● What to do
Each entry needs to be repeated exactly, with nothing added or removed.

● Records to process
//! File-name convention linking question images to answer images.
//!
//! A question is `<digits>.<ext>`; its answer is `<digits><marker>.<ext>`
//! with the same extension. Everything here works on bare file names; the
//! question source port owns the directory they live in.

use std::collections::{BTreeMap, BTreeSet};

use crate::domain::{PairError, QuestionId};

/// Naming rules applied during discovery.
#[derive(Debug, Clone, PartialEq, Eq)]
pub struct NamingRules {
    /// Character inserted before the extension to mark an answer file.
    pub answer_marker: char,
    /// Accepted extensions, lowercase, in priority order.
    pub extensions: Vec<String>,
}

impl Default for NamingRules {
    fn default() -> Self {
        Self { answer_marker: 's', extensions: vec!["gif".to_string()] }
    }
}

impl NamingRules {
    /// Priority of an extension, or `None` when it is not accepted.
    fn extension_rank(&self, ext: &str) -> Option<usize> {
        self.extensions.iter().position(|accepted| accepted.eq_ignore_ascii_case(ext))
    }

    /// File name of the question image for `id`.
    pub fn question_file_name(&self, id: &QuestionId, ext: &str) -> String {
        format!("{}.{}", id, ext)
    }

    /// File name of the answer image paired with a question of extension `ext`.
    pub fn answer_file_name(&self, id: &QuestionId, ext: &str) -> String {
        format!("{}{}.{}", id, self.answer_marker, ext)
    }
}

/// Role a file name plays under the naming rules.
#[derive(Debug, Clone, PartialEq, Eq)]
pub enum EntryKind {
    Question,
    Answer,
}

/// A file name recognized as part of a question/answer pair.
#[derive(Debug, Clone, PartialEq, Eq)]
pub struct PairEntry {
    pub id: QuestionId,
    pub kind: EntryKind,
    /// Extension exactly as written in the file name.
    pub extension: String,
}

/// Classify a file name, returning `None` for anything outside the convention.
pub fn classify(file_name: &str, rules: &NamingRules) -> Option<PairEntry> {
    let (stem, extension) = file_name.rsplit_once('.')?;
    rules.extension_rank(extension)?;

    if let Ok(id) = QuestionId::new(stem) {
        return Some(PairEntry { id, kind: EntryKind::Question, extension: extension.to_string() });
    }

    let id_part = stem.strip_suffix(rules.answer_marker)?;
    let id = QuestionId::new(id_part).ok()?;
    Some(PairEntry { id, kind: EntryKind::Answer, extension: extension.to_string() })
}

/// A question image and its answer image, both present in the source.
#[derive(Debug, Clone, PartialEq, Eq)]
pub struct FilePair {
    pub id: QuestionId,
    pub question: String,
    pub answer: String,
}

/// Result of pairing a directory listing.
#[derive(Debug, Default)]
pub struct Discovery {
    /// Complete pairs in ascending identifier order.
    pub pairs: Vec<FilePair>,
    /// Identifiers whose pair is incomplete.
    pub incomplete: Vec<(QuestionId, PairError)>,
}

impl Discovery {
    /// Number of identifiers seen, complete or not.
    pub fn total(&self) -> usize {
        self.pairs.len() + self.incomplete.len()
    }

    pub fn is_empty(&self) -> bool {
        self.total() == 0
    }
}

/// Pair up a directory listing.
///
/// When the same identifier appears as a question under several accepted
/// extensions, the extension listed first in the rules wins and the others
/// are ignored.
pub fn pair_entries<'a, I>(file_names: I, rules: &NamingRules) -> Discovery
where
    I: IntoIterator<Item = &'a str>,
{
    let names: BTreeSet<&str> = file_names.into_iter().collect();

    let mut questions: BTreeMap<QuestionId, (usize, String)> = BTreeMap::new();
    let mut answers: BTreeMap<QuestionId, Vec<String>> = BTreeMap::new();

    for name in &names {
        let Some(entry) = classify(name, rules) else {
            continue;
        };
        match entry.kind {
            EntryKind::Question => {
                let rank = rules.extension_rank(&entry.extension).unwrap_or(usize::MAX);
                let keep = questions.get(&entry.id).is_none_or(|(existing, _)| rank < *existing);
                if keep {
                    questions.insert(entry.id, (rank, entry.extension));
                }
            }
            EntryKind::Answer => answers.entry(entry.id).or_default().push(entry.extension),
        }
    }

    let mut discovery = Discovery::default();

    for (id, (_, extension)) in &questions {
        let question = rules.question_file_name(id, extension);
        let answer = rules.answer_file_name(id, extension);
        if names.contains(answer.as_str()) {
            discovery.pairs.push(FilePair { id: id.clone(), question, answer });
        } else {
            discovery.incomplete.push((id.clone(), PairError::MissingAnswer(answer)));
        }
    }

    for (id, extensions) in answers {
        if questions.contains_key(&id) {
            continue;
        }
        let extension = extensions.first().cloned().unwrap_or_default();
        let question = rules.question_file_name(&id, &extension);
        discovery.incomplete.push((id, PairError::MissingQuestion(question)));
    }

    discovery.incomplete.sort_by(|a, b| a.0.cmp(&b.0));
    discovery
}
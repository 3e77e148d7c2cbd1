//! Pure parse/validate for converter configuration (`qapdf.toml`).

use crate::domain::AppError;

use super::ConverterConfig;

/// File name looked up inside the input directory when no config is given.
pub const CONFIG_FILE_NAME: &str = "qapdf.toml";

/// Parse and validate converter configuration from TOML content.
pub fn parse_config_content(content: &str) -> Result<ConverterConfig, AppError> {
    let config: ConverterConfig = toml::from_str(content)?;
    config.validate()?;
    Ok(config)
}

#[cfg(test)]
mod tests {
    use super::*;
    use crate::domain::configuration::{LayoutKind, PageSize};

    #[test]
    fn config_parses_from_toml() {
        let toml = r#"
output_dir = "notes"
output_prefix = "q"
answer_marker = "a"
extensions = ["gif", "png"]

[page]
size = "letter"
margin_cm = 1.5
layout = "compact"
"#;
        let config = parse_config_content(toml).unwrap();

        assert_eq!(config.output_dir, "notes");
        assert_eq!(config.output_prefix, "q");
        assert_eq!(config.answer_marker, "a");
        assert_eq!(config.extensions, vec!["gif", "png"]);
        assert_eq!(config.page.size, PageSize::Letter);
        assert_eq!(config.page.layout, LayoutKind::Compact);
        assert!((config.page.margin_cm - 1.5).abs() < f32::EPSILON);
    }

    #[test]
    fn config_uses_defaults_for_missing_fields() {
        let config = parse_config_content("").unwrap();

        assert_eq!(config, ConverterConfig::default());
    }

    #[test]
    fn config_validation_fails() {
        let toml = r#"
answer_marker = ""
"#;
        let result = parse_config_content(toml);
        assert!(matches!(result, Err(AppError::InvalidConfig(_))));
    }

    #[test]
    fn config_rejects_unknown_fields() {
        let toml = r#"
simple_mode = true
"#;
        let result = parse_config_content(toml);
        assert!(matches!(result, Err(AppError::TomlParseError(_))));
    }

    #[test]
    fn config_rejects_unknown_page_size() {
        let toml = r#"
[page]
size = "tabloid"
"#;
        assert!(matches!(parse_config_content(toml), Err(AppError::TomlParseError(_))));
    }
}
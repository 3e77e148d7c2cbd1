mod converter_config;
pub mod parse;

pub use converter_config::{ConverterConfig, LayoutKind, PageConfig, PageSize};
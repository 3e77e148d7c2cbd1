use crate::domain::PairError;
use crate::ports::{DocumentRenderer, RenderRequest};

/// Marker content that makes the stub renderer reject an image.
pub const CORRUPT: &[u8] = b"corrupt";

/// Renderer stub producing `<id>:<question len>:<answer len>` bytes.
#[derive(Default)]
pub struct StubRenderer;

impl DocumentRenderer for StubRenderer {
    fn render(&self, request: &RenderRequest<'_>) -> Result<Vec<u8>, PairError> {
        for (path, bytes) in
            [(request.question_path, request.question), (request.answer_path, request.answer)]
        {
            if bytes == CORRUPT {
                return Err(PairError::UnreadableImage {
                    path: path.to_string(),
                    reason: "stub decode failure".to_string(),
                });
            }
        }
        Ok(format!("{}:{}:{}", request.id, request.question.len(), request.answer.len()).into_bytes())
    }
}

● The answer
//! File-name convention linking question images to answer images.
//!
//! A question is `<digits>.<ext>`; its answer is `<digits><marker>.<ext>`
//! with the same extension. Everything here works on bare file names; the
//! question source port owns the directory they live in.

use std::collections::{BTreeMap, BTreeSet};

use crate::domain::{PairError, QuestionId};

/// Naming rules applied during discovery.
#[derive(Debug, Clone, PartialEq, Eq)]
pub struct NamingRules {
    /// Character inserted before the extension to mark an answer file.
    pub answer_marker: char,
    /// Accepted extensions, lowercase, in priority order.
    pub extensions: Vec<String>,
}

impl Default for NamingRules {
    fn default() -> Self {
        Self { answer_marker: 's', extensions: vec!["gif".to_string()] }
    }
}

impl NamingRules {
    /// Priority of an extension, or `None` when it is not accepted.
    fn extension_rank(&self, ext: &str) -> Option<usize> {
        self.extensions.iter().position(|accepted| accepted.eq_ignore_ascii_case(ext))
    }

    /// File name of the question image for `id`.
    pub fn question_file_name(&self, id: &QuestionId, ext: &str) -> String {
        format!("{}.{}", id, ext)
    }

    /// File name of the answer image paired with a question of extension `ext`.
    pub fn answer_file_name(&self, id: &QuestionId, ext: &str) -> String {
        format!("{}{}.{}", id, self.answer_marker, ext)
    }
}

/// Role a file name plays under the naming rules.
#[derive(Debug, Clone, PartialEq, Eq)]
pub enum EntryKind {
    Question,
    Answer,
}

/// A file name recognized as part of a question/answer pair.
#[derive(Debug, Clone, PartialEq, Eq)]
pub struct PairEntry {
    pub id: QuestionId,
    pub kind: EntryKind,
    /// Extension exactly as written in the file name.
    pub extension: String,
}

/// Classify a file name, returning `None` for anything outside the convention.
pub fn classify(file_name: &str, rules: &NamingRules) -> Option<PairEntry> {
    let (stem, extension) = file_name.rsplit_once('.')?;
    rules.extension_rank(extension)?;

    if let Ok(id) = QuestionId::new(stem) {
        return Some(PairEntry { id, kind: EntryKind::Question, extension: extension.to_string() });
    }

    let id_part = stem.strip_suffix(rules.answer_marker)?;
    let id = QuestionId::new(id_part).ok()?;
    Some(PairEntry { id, kind: EntryKind::Answer, extension: extension.to_string() })
}

/// A question image and its answer image, both present in the source.
#[derive(Debug, Clone, PartialEq, Eq)]
pub struct FilePair {
    pub id: QuestionId,
    pub question: String,
    pub answer: String,
}

/// Result of pairing a directory listing.
#[derive(Debug, Default)]
pub struct Discovery {
    /// Complete pairs in ascending identifier order.
    pub pairs: Vec<FilePair>,
    /// Identifiers whose pair is incomplete.
    pub incomplete: Vec<(QuestionId, PairError)>,
}

impl Discovery {
    /// Number of identifiers seen, complete or not.
    pub fn total(&self) -> usize {
        self.pairs.len() + self.incomplete.len()
    }

    pub fn is_empty(&self) -> bool {
        self.total() == 0
    }
}

/// Pair up a directory listing.
///
/// When the same identifier appears as a question under several accepted
/// extensions, the extension listed first in the rules wins and the others
/// are ignored.
pub fn pair_entries<'a, I>(file_names: I, rules: &NamingRules) -> Discovery
where
    I: IntoIterator<Item = &'a str>,
{
    let names: BTreeSet<&str> = file_names.into_iter().collect();

    let mut questions: BTreeMap<QuestionId, (usize, String)> = BTreeMap::new();
    let mut answers: BTreeMap<QuestionId, Vec<String>> = BTreeMap::new();

    for name in &names {
        let Some(entry) = classify(name, rules) else {
            continue;
        };
        match entry.kind {
            EntryKind::Question => {
                let rank = rules.extension_rank(&entry.extension).unwrap_or(usize::MAX);
                let keep = questions.get(&entry.id).is_none_or(|(existing, _)| rank < *existing);
                if keep {
                    questions.insert(entry.id, (rank, entry.extension));
                }
            }
            EntryKind::Answer => answers.entry(entry.id).or_default().push(entry.extension),
        }
    }

    let mut discovery = Discovery::default();

    for (id, (_, extension)) in &questions {
        let question = rules.question_file_name(id, extension);
        let answer = rules.answer_file_name(id, extension);
        if names.contains(answer.as_str()) {
            discovery.pairs.push(FilePair { id: id.clone(), question, answer });
        } else {
            discovery.incomplete.push((id.clone(), PairError::MissingAnswer(answer)));
        }
    }

    for (id, extensions) in answers {
        if questions.contains_key(&id) {
            continue;
        }
        let extension = extensions.first().cloned().unwrap_or_default();
        let question = rules.question_file_name(&id, &extension);
        discovery.incomplete.push((id, PairError::MissingQuestion(question)));
    }

    discovery.incomplete.sort_by(|a, b| a.0.cmp(&b.0));
    discovery
}
repository 3e77e148d7c2cbd1
//! Pure parse/validate for converter configuration (`qapdf.toml`).

use crate::domain::AppError;

use super::ConverterConfig;

/// File name looked up inside the input directory when no config is given.
pub const CONFIG_FILE_NAME: &str = "qapdf.toml";

/// Parse and validate converter configuration from TOML content.
pub fn parse_config_content(content: &str) -> Result<ConverterConfig, AppError> {
    let config: ConverterConfig = toml::from_str(content)?;
    config.validate()?;
    Ok(config)
}

#[cfg(test)]
mod tests {
    use super::*;
    use crate::domain::configuration::{LayoutKind, PageSize};

    #[test]
    fn config_parses_from_toml() {
        let toml = r#"
output_dir = "notes"
output_prefix = "q"
answer_marker = "a"
extensions = ["gif", "png"]

[page]
size = "letter"
margin_cm = 1.5
layout = "compact"
"#;
        let config = parse_config_content(toml).unwrap();

        assert_eq!(config.output_dir, "notes");
        assert_eq!(config.output_prefix, "q");
        assert_eq!(config.answer_marker, "a");
        assert_eq!(config.extensions, vec!["gif", "png"]);
        assert_eq!(config.page.size, PageSize::Letter);
        assert_eq!(config.page.layout, LayoutKind::Compact);
        assert!((config.page.margin_cm - 1.5).abs() < f32::EPSILON);
    }

    #[test]
    fn config_uses_defaults_for_missing_fields() {
        let config = parse_config_content("").unwrap();

        assert_eq!(config, ConverterConfig::default());
    }

    #[test]
    fn config_validation_fails() {
        let toml = r#"
answer_marker = ""
"#;
        let result = parse_config_content(toml);
        assert!(matches!(result, Err(AppError::InvalidConfig(_))));
    }

    #[test]
    fn config_rejects_unknown_fields() {
        let toml = r#"
simple_mode = true
"#;
        let result = parse_config_content(toml);
        assert!(matches!(result, Err(AppError::TomlParseError(_))));
    }

    #[test]
    fn config_rejects_unknown_page_size() {
        let toml = r#"
[page]
size = "tabloid"
"#;
        assert!(matches!(parse_config_content(toml), Err(AppError::TomlParseError(_))));
    }
}
repository 3e77e148d7c2cbd1
mod converter_config;
pub mod parse;

pub use converter_config::{ConverterConfig, LayoutKind, PageConfig, PageSize};
repository 3e77e148d7c2cbd1
use crate::domain::PairError;
use crate::ports::{DocumentRenderer, RenderRequest};

/// Marker content that makes the stub renderer reject an image.
pub const CORRUPT: &[u8] = b"corrupt";

/// Renderer stub producing `<id>:<question len>:<answer len>` bytes.
#[derive(Default)]
pub struct StubRenderer;

impl DocumentRenderer for StubRenderer {
    fn render(&self, request: &RenderRequest<'_>) -> Result<Vec<u8>, PairError> {
        for (path, bytes) in
            [(request.question_path, request.question), (request.answer_path, request.answer)]
        {
            if bytes == CORRUPT {
                return Err(PairError::UnreadableImage {
                    path: path.to_string(),
                    reason: "stub decode failure".to_string(),
                });
            }
        }
        Ok(format!("{}:{}:{}", request.id, request.question.len(), request.answer.len()).into_bytes())
    }
}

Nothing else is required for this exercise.